The study cited major 19th, 20th and 21st Century cases:

[1] Germany blocked financial access to Russia in the 1880s.

[2] Combatants used trade blockades and asset seizures during the WW I.

[3] Prior to the WW II, there was an escalating spiral of capital war.

[4] In 1956, after Egypt nationalized the Suez Canal, and the UK invaded, the US withheld IMF funds from the UK until British forces completely withdrew from Egypt.

[5] Against Cuba, the US maintains capital war sanctions, which began in the last century and persist yet – in the 21st century.  
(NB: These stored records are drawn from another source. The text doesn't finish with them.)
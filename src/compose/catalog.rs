//! Catalog of the annotated slides of a template, grouped by slide type.
use crate::ooxml::error::Result;
use crate::ooxml::opc::packuri::PackURI;
use crate::ooxml::pptx::Package;
use serde::Serialize;
use std::collections::{BTreeMap, HashMap};

use super::metadata::{self, FieldDescriptor, SlideMetadata};

/// An annotated template slide.
#[derive(Debug, Clone, PartialEq)]
pub struct SlideCatalogEntry {
    /// 0-based position of the slide in the template
    pub template_index: usize,
    pub slide: PackURI,
    /// Name of the slide's layout, empty when unnamed
    pub layout_name: String,
    /// Position of the layout inside its slide master's layout list
    pub layout_index: Option<usize>,
    pub metadata: SlideMetadata,
}

/// Summary of one annotated slide, as listed to callers.
#[derive(Debug, Clone, PartialEq, Serialize)]
pub struct SlideTypeInfo {
    pub slide_index: usize,
    pub slide_type: String,
    pub description: String,
    pub placeholders: BTreeMap<String, FieldDescriptor>,
}

/// Template slides grouped by declared slide type.
#[derive(Debug, Clone, Default)]
pub struct SlideCatalog {
    /// slide_type -> entries in template order
    entries: HashMap<String, Vec<SlideCatalogEntry>>,
    /// Slide types in order of first appearance
    order: Vec<String>,
}

impl SlideCatalog {
    /// Scan every slide of `package`. Slides without an annotation are left
    /// out.
    pub fn build(package: &Package) -> Result<Self> {
        let layouts = package.slide_layouts()?;
        let mut catalog = Self::default();

        for (template_index, partname) in package.slide_partnames()?.into_iter().enumerate() {
            let Some(metadata) = metadata::extract(package, &partname)? else {
                continue;
            };

            let slide = package.slide(&partname)?;
            let (layout_name, layout_index) = match slide.layout_partname() {
                Ok(layout_partname) => {
                    let info = layouts.iter().find(|l| l.partname == layout_partname);
                    (
                        info.map(|l| l.name.clone()).unwrap_or_default(),
                        info.map(|l| l.index),
                    )
                },
                Err(_) => (String::new(), None),
            };

            catalog.insert(SlideCatalogEntry {
                template_index,
                slide: partname,
                layout_name,
                layout_index,
                metadata,
            });
        }

        tracing::debug!(
            types = catalog.order.len(),
            slides = catalog.len(),
            "catalog built"
        );
        Ok(catalog)
    }

    fn insert(&mut self, entry: SlideCatalogEntry) {
        let slide_type = entry.metadata.slide_type.clone();
        match self.entries.get_mut(&slide_type) {
            Some(list) => list.push(entry),
            None => {
                self.order.push(slide_type.clone());
                self.entries.insert(slide_type, vec![entry]);
            },
        }
    }

    /// Entries declaring `slide_type`, in template order.
    pub fn candidates(&self, slide_type: &str) -> Option<&[SlideCatalogEntry]> {
        self.entries.get(slide_type).map(Vec::as_slice)
    }

    /// Declared slide types in order of first appearance.
    pub fn type_names(&self) -> &[String] {
        &self.order
    }

    /// Every annotated slide in template order.
    pub fn entries(&self) -> Vec<&SlideCatalogEntry> {
        let mut all: Vec<&SlideCatalogEntry> = self.entries.values().flatten().collect();
        all.sort_by_key(|e| e.template_index);
        all
    }

    pub fn slide_types(&self) -> Vec<SlideTypeInfo> {
        self.entries()
            .into_iter()
            .map(|e| SlideTypeInfo {
                slide_index: e.template_index,
                slide_type: e.metadata.slide_type.clone(),
                description: e.metadata.description.clone(),
                placeholders: e.metadata.placeholders.clone(),
            })
            .collect()
    }

    pub fn len(&self) -> usize {
        self.entries.values().map(Vec::len).sum()
    }

    pub fn is_empty(&self) -> bool {
        self.entries.is_empty()
    }
}
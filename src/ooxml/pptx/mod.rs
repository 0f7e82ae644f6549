//! PowerPoint (.pptx) presentation support.
//!
//! Reading goes through [`Package`], which exposes slides, layouts and notes
//! as thin views over the parsed parts. Writing goes through
//! [`MutablePresentation`], which starts from a template package, drops its
//! slides and builds new ones on the template's layouts.
//!
//! # Example
//!
//! ```rust,no_run
//! use longan::ooxml::pptx::{MutablePresentation, Package};
//!
//! let template = std::fs::read("template.pptx")?;
//! let pkg = Package::from_bytes(&template)?;
//! for partname in pkg.slide_partnames()? {
//!     println!("{}: {:?}", partname, pkg.slide(&partname)?.texts());
//! }
//!
//! let mut pres = MutablePresentation::from_template_bytes(&template)?;
//! let layout = pres.layouts()[0].partname.clone();
//! pres.add_slide(&layout, &[])?;
//! std::fs::write("out.pptx", pres.to_bytes()?)?;
//! # Ok::<(), Box<dyn std::error::Error>>(())
//! ```

pub mod format;
pub mod package;
pub mod parts;
pub mod shapes;
pub mod writer;

#[cfg(test)]
pub(crate) mod fixture;

pub use format::ImageFormat;
pub use package::{LayoutInfo, Package};
pub use parts::{NotesSlidePart, PresentationPart, SlideLayoutPart, SlideMasterPart, SlidePart};
pub use shapes::{Geometry, Placeholder, ShapeKind, TextParagraph};
pub use writer::{MutablePresentation, MutableShape, MutableSlide, PartStore};
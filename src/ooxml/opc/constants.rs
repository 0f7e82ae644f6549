/// Constant values related to the Open Packaging Convention.
///
/// This module contains content type URIs (like MIME-types) that specify a part's format,
/// XML namespaces, and relationship types used in presentation packages.

/// Content type URIs (like MIME-types) that specify a part's format
pub mod content_type {
    // Image content types
    pub const BMP: &str = "image/bmp";
    pub const GIF: &str = "image/gif";
    pub const JPEG: &str = "image/jpeg";
    pub const PNG: &str = "image/png";
    pub const SVG: &str = "image/svg+xml";
    pub const TIFF: &str = "image/tiff";
    pub const X_EMF: &str = "image/x-emf";
    pub const X_WMF: &str = "image/x-wmf";

    // Office common content types
    pub const OFC_EXTENDED_PROPERTIES: &str =
        "application/vnd.openxmlformats-officedocument.extended-properties+xml";
    pub const OFC_THEME: &str = "application/vnd.openxmlformats-officedocument.theme+xml";

    // OPC core content types
    pub const OPC_CORE_PROPERTIES: &str =
        "application/vnd.openxmlformats-package.core-properties+xml";
    pub const OPC_RELATIONSHIPS: &str = "application/vnd.openxmlformats-package.relationships+xml";

    // PresentationML content types
    pub const PML_PRESENTATION_MAIN: &str =
        "application/vnd.openxmlformats-officedocument.presentationml.presentation.main+xml";
    pub const PML_PRES_MACRO_MAIN: &str =
        "application/vnd.ms-powerpoint.presentation.macroEnabled.main+xml";
    pub const PML_TEMPLATE_MAIN: &str =
        "application/vnd.openxmlformats-officedocument.presentationml.template.main+xml";
    pub const PML_SLIDESHOW_MAIN: &str =
        "application/vnd.openxmlformats-officedocument.presentationml.slideshow.main+xml";
    pub const PML_SLIDE: &str =
        "application/vnd.openxmlformats-officedocument.presentationml.slide+xml";
    pub const PML_SLIDE_LAYOUT: &str =
        "application/vnd.openxmlformats-officedocument.presentationml.slideLayout+xml";
    pub const PML_SLIDE_MASTER: &str =
        "application/vnd.openxmlformats-officedocument.presentationml.slideMaster+xml";
    pub const PML_NOTES_SLIDE: &str =
        "application/vnd.openxmlformats-officedocument.presentationml.notesSlide+xml";
    pub const PML_NOTES_MASTER: &str =
        "application/vnd.openxmlformats-officedocument.presentationml.notesMaster+xml";

    // Generic XML
    pub const XML: &str = "application/xml";
}

/// XML namespace URIs used in OPC packages
pub mod namespace {
    /// DrawingML main namespace
    pub const DML_MAIN: &str = "http://schemas.openxmlformats.org/drawingml/2006/main";

    /// PresentationML main namespace
    pub const PML_MAIN: &str = "http://schemas.openxmlformats.org/presentationml/2006/main";

    /// Office relationships namespace
    pub const OFC_RELATIONSHIPS: &str =
        "http://schemas.openxmlformats.org/officeDocument/2006/relationships";

    /// OPC relationships namespace
    pub const OPC_RELATIONSHIPS: &str =
        "http://schemas.openxmlformats.org/package/2006/relationships";

    /// OPC content types namespace
    pub const OPC_CONTENT_TYPES: &str =
        "http://schemas.openxmlformats.org/package/2006/content-types";
}

/// Open XML relationship target modes
pub mod target_mode {
    /// Internal relationship target mode (default)
    pub const INTERNAL: &str = "Internal";

    /// External relationship target mode (e.g., hyperlinks to external URLs)
    pub const EXTERNAL: &str = "External";
}

/// Relationship type URIs used in OPC packages
pub mod relationship_type {
    // Core relationships
    pub const CORE_PROPERTIES: &str =
        "http://schemas.openxmlformats.org/package/2006/relationships/metadata/core-properties";
    pub const EXTENDED_PROPERTIES: &str =
        "http://schemas.openxmlformats.org/officeDocument/2006/relationships/extended-properties";

    // Office document
    pub const OFFICE_DOCUMENT: &str =
        "http://schemas.openxmlformats.org/officeDocument/2006/relationships/officeDocument";

    // Presentation parts
    pub const SLIDE: &str =
        "http://schemas.openxmlformats.org/officeDocument/2006/relationships/slide";
    pub const SLIDE_LAYOUT: &str =
        "http://schemas.openxmlformats.org/officeDocument/2006/relationships/slideLayout";
    pub const SLIDE_MASTER: &str =
        "http://schemas.openxmlformats.org/officeDocument/2006/relationships/slideMaster";
    pub const NOTES_SLIDE: &str =
        "http://schemas.openxmlformats.org/officeDocument/2006/relationships/notesSlide";
    pub const NOTES_MASTER: &str =
        "http://schemas.openxmlformats.org/officeDocument/2006/relationships/notesMaster";

    // Images and media
    pub const IMAGE: &str =
        "http://schemas.openxmlformats.org/officeDocument/2006/relationships/image";

    // Theme
    pub const THEME: &str =
        "http://schemas.openxmlformats.org/officeDocument/2006/relationships/theme";

    // External links
    pub const HYPERLINK: &str =
        "http://schemas.openxmlformats.org/officeDocument/2006/relationships/hyperlink";
}

/// Extension URIs that carry slide-id dependent data in `presentation.xml`.
pub mod extension_uri {
    /// PowerPoint 2010 section list (`p14:sectionLst`).
    pub const SECTION_LIST: &str = "{521415D9-36F7-43E2-AB2F-B90AF26B5E84}";
}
[6] From 1973 to 1974, the Arab members of OPEC maintained total oil export embargoes against the US and other developed countries for the support US and its allies extended to Israel.

[7] During the period 1980-2003, the US imposed severe economic sanctions against Iraq, and froze financial assets of Iraq.

Today, in NATO’s war in Ukraine, similar economic and financial measures are imposed on/against Russia.

In short, the measures are categorized as sanction.

Siege warfare

“Sanctions are a form of siege warfare”, writes Manu Karuka.2 “A siege involves”, Manu Karuka writes, “trapping a population within a limited space, preventing any movement of weapons, food, and other supplies into that space. [….] Siege warfare is generally a very slow form of warfare. It fills the lives of civilians under its shadow with ruin and devastation, for as long as it lasts. […] [S]anctions add control over currency and finance capital. By joining the mechanisms of war and finance to attack the political and economic independence of poorer nations, sanctions comprise an exemplary form of contemporary imperialist siege warfare.”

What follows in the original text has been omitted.